(Stored data)
####

use anyhow::{anyhow, Context};
use async_trait::async_trait;
use chrono::Utc;
use futures::TryStreamExt;
use mongodb::{
    bson::doc,
    options::{FindOneAndUpdateOptions, FindOptions, ReturnDocument},
    Collection, Database,
};
use serde::Deserialize;

use super::{QuizStore, StoreError, StoreResult};
use crate::models::{
    Choice, Question, Quiz, UserQuizAttempt, UserQuizAttemptAnswer, UserQuizAttemptQuestion,
    UserQuizRegistration, UserQuizScore,
};

const QUIZZES: &str = "quizzes";
const QUESTIONS: &str = "questions";
const CHOICES: &str = "choices";
const REGISTRATIONS: &str = "user_quiz_registrations";
const ATTEMPTS: &str = "user_quiz_attempts";
const ATTEMPT_QUESTIONS: &str = "user_quiz_attempt_questions";
const ATTEMPT_ANSWERS: &str = "user_quiz_attempt_answers";
const SCORES: &str = "user_quiz_scores";
const COUNTERS: &str = "counters";

#[derive(Debug, Deserialize)]
struct CounterDoc {
    #[serde(rename = "_id")]
    #[allow(dead_code)]
    id: String,
    seq: i64,
}

/// MongoDB-backed durable store. Numeric ids and per-parent order
/// values come from the `counters` collection via an atomic
/// `findOneAndUpdate` + `$inc` upsert, so sequences survive restarts
/// and are never handed out twice.
pub struct MongoQuizStore {
    db: Database,
}

impl MongoQuizStore {
    pub fn new(db: Database) -> Self {
        Self { db }
    }

    async fn next_seq(&self, name: &str) -> StoreResult<i64> {
        let counters: Collection<CounterDoc> = self.db.collection(COUNTERS);
        let counter = counters
            .find_one_and_update(doc! { "_id": name }, doc! { "$inc": { "seq": 1i64 } })
            .with_options(
                FindOneAndUpdateOptions::builder()
                    .upsert(true)
                    .return_document(ReturnDocument::After)
                    .build(),
            )
            .await
            .with_context(|| format!("Failed to advance counter {}", name))?
            .ok_or_else(|| anyhow!("Counter upsert for {} returned no document", name))?;
        Ok(counter.seq)
    }
}

/// Maps a Mongo write error to `StoreError::Duplicate` when it is an
/// E11000 duplicate-key violation.
fn map_write_err(e: mongodb::error::Error, key: String, what: &str) -> StoreError {
    if let mongodb::error::ErrorKind::Write(mongodb::error::WriteFailure::WriteError(ref we)) =
        *e.kind
    {
        if we.code == 11000 {
            return StoreError::Duplicate(key);
        }
    }
    StoreError::Backend(anyhow::Error::new(e).context(format!("Failed to insert {}", what)))
}

#[async_trait]
impl QuizStore for MongoQuizStore {
    async fn ping(&self) -> StoreResult<()> {
        self.db
            .run_command(doc! { "ping": 1 })
            .await
            .context("MongoDB ping failed")?;
        Ok(())
    }

    async fn insert_quiz(
        &self,
        user_id: i64,
        title: &str,
        description: Option<&str>,
        question_count: Option<u32>,
    ) -> StoreResult<Quiz> {
        let quiz = Quiz {
            id: self.next_seq(QUIZZES).await?,
            user_id,
            title: title.to_string(),
            description: description.map(str::to_string),
            question_count,
        };
        let collection: Collection<Quiz> = self.db.collection(QUIZZES);
        collection
            .insert_one(&quiz)
            .await
            .map_err(|e| map_write_err(e, quiz.id.to_string(), "quiz"))?;
        Ok(quiz)
    }

    async fn find_quiz(&self, quiz_id: i64) -> StoreResult<Option<Quiz>> {
        let collection: Collection<Quiz> = self.db.collection(QUIZZES);
        Ok(collection
            .find_one(doc! { "_id": quiz_id })
            .await
            .context("Failed to query quiz")?)
    }

    async fn update_quiz(
        &self,
        quiz_id: i64,
        title: Option<&str>,
        description: Option<&str>,
    ) -> StoreResult<Option<Quiz>> {
        let mut set = doc! {};
        if let Some(title) = title {
            set.insert("title", title);
        }
        if let Some(description) = description {
            set.insert("description", description);
        }
        if set.is_empty() {
            return self.find_quiz(quiz_id).await;
        }

        let collection: Collection<Quiz> = self.db.collection(QUIZZES);
        Ok(collection
            .find_one_and_update(doc! { "_id": quiz_id }, doc! { "$set": set })
            .with_options(
                FindOneAndUpdateOptions::builder()
                    .return_document(ReturnDocument::After)
                    .build(),
            )
            .await
            .context("Failed to update quiz")?)
    }

    async fn list_quizzes(&self, offset: u64, limit: i64) -> StoreResult<(Vec<Quiz>, u64)> {
        let collection: Collection<Quiz> = self.db.collection(QUIZZES);
        let total = collection
            .count_documents(doc! {})
            .await
            .context("Failed to count quizzes")?;
        let cursor = collection
            .find(doc! {})
            .with_options(
                FindOptions::builder()
                    .sort(doc! { "_id": 1 })
                    .skip(offset)
                    .limit(limit)
                    .build(),
            )
            .await
            .context("Failed to list quizzes")?;
        let quizzes = cursor
            .try_collect()
            .await
            .context("Failed to collect quizzes")?;
        Ok((quizzes, total))
    }

    async fn insert_question(&self, quiz_id: i64, text: &str) -> StoreResult<Question> {
        let order = self.next_seq(&format!("questions:{}:order", quiz_id)).await? as u32;
        let question = Question {
            id: self.next_seq(QUESTIONS).await?,
            quiz_id,
            text: text.to_string(),
            order,
        };
        let collection: Collection<Question> = self.db.collection(QUESTIONS);
        collection
            .insert_one(&question)
            .await
            .map_err(|e| map_write_err(e, question.id.to_string(), "question"))?;
        Ok(question)
    }

    async fn find_question(&self, question_id: i64) -> StoreResult<Option<Question>> {
        let collection: Collection<Question> = self.db.collection(QUESTIONS);
        Ok(collection
            .find_one(doc! { "_id": question_id })
            .await
            .context("Failed to query question")?)
    }

    async fn list_questions(&self, quiz_id: i64) -> StoreResult<Vec<Question>> {
        let collection: Collection<Question> = self.db.collection(QUESTIONS);
        let cursor = collection
            .find(doc! { "quiz_id": quiz_id })
            .with_options(FindOptions::builder().sort(doc! { "_id": 1 }).build())
            .await
            .context("Failed to list questions")?;
        Ok(cursor
            .try_collect()
            .await
            .context("Failed to collect questions")?)
    }

    async fn list_questions_page(
        &self,
        quiz_id: i64,
        offset: u64,
        limit: i64,
    ) -> StoreResult<(Vec<Question>, u64)> {
        let collection: Collection<Question> = self.db.collection(QUESTIONS);
        let total = collection
            .count_documents(doc! { "quiz_id": quiz_id })
            .await
            .context("Failed to count questions")?;
        let cursor = collection
            .find(doc! { "quiz_id": quiz_id })
            .with_options(
                FindOptions::builder()
                    .sort(doc! { "_id": 1 })
                    .skip(offset)
                    .limit(limit)
                    .build(),
            )
            .await
            .context("Failed to list questions")?;
        let questions = cursor
            .try_collect()
            .await
            .context("Failed to collect questions")?;
        Ok((questions, total))
    }

    async fn insert_choice(
        &self,
        question_id: i64,
        text: &str,
        is_correct: bool,
    ) -> StoreResult<Choice> {
        let order = self
            .next_seq(&format!("choices:{}:order", question_id))
            .await? as u32;
        let choice = Choice {
            id: self.next_seq(CHOICES).await?,
            question_id,
            text: text.to_string(),
            is_correct,
            order,
        };
        let collection: Collection<Choice> = self.db.collection(CHOICES);
        collection
            .insert_one(&choice)
            .await
            .map_err(|e| map_write_err(e, choice.id.to_string(), "choice"))?;
        Ok(choice)
    }

    async fn list_choices(&self, question_id: i64) -> StoreResult<Vec<Choice>> {
        let collection: Collection<Choice> = self.db.collection(CHOICES);
        let cursor = collection
            .find(doc! { "question_id": question_id })
            .with_options(FindOptions::builder().sort(doc! { "_id": 1 }).build())
            .await
            .context("Failed to list choices")?;
        Ok(cursor
            .try_collect()
            .await
            .context("Failed to collect choices")?)
    }

    async fn find_choice(&self, choice_id: i64) -> StoreResult<Option<Choice>> {
        let collection: Collection<Choice> = self.db.collection(CHOICES);
        Ok(collection
            .find_one(doc! { "_id": choice_id })
            .await
            .context("Failed to query choice")?)
    }

    async fn insert_registration(
        &self,
        user_id: i64,
        quiz_id: i64,
    ) -> StoreResult<UserQuizRegistration> {
        let registration = UserQuizRegistration {
            id: UserQuizRegistration::key(user_id, quiz_id),
            user_id,
            quiz_id,
            registered_at: Utc::now(),
        };
        let collection: Collection<UserQuizRegistration> = self.db.collection(REGISTRATIONS);
        collection
            .insert_one(&registration)
            .await
            .map_err(|e| map_write_err(e, registration.id.clone(), "registration"))?;
        Ok(registration)
    }

    async fn find_registration(
        &self,
        user_id: i64,
        quiz_id: i64,
    ) -> StoreResult<Option<UserQuizRegistration>> {
        let collection: Collection<UserQuizRegistration> = self.db.collection(REGISTRATIONS);
        Ok(collection
            .find_one(doc! { "_id": UserQuizRegistration::key(user_id, quiz_id) })
            .await
            .context("Failed to query registration")?)
    }

    async fn list_registrations(&self, user_id: i64) -> StoreResult<Vec<UserQuizRegistration>> {
        let collection: Collection<UserQuizRegistration> = self.db.collection(REGISTRATIONS);
        let cursor = collection
            .find(doc! { "user_id": user_id })
            .with_options(FindOptions::builder().sort(doc! { "quiz_id": 1 }).build())
            .await
            .context("Failed to list registrations")?;
        Ok(cursor
            .try_collect()
            .await
            .context("Failed to collect registrations")?)
    }

    async fn insert_attempt(&self, user_id: i64, quiz_id: i64) -> StoreResult<UserQuizAttempt> {
        let attempt = UserQuizAttempt {
            id: self.next_seq(ATTEMPTS).await?,
            user_id,
            quiz_id,
            attempted_at: Utc::now(),
            is_submit: false,
        };
        let collection: Collection<UserQuizAttempt> = self.db.collection(ATTEMPTS);
        collection
            .insert_one(&attempt)
            .await
            .map_err(|e| map_write_err(e, attempt.id.to_string(), "attempt"))?;
        Ok(attempt)
    }

    async fn find_attempt(&self, attempt_id: i64) -> StoreResult<Option<UserQuizAttempt>> {
        let collection: Collection<UserQuizAttempt> = self.db.collection(ATTEMPTS);
        Ok(collection
            .find_one(doc! { "_id": attempt_id })
            .await
            .context("Failed to query attempt")?)
    }

    async fn find_attempt_for(
        &self,
        user_id: i64,
        quiz_id: i64,
    ) -> StoreResult<Option<UserQuizAttempt>> {
        let collection: Collection<UserQuizAttempt> = self.db.collection(ATTEMPTS);
        Ok(collection
            .find_one(doc! { "user_id": user_id, "quiz_id": quiz_id })
            .await
            .context("Failed to query attempt")?)
    }

    async fn list_attempts(&self, user_id: i64) -> StoreResult<Vec<UserQuizAttempt>> {
        let collection: Collection<UserQuizAttempt> = self.db.collection(ATTEMPTS);
        let cursor = collection
            .find(doc! { "user_id": user_id })
            .with_options(FindOptions::builder().sort(doc! { "_id": 1 }).build())
            .await
            .context("Failed to list attempts")?;
        Ok(cursor
            .try_collect()
            .await
            .context("Failed to collect attempts")?)
    }

    async fn claim_attempt_submission(&self, attempt_id: i64) -> StoreResult<bool> {
        let collection: Collection<UserQuizAttempt> = self.db.collection(ATTEMPTS);
        let claimed = collection
            .find_one_and_update(
                doc! { "_id": attempt_id, "is_submit": false },
                doc! { "$set": { "is_submit": true } },
            )
            .await
            .context("Failed to claim attempt submission")?;
        Ok(claimed.is_some())
    }

    async fn insert_attempt_question(&self, attempt_id: i64, question_id: i64) -> StoreResult<()> {
        let record = UserQuizAttemptQuestion {
            id: UserQuizAttemptQuestion::key(attempt_id, question_id),
            attempt_id,
            question_id,
        };
        let collection: Collection<UserQuizAttemptQuestion> =
            self.db.collection(ATTEMPT_QUESTIONS);
        collection
            .insert_one(&record)
            .await
            .map_err(|e| map_write_err(e, record.id.clone(), "attempt question"))?;
        Ok(())
    }

    async fn insert_attempt_answer(&self, answer: &UserQuizAttemptAnswer) -> StoreResult<()> {
        let collection: Collection<UserQuizAttemptAnswer> = self.db.collection(ATTEMPT_ANSWERS);
        collection
            .insert_one(answer)
            .await
            .map_err(|e| {
                map_write_err(
                    e,
                    format!("{}:{}", answer.attempt_id, answer.choice_id),
                    "attempt answer",
                )
            })?;
        Ok(())
    }

    async fn insert_score(&self, score: &UserQuizScore) -> StoreResult<()> {
        let collection: Collection<UserQuizScore> = self.db.collection(SCORES);
        collection
            .insert_one(score)
            .await
            .map_err(|e| map_write_err(e, score.attempt_id.to_string(), "score"))?;
        Ok(())
    }
}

####

■ THE PROBLEM
State how many lines of the records above contain the word "offset", giving only that number.

■ RESPONSE FOR THIS EXERCISE
4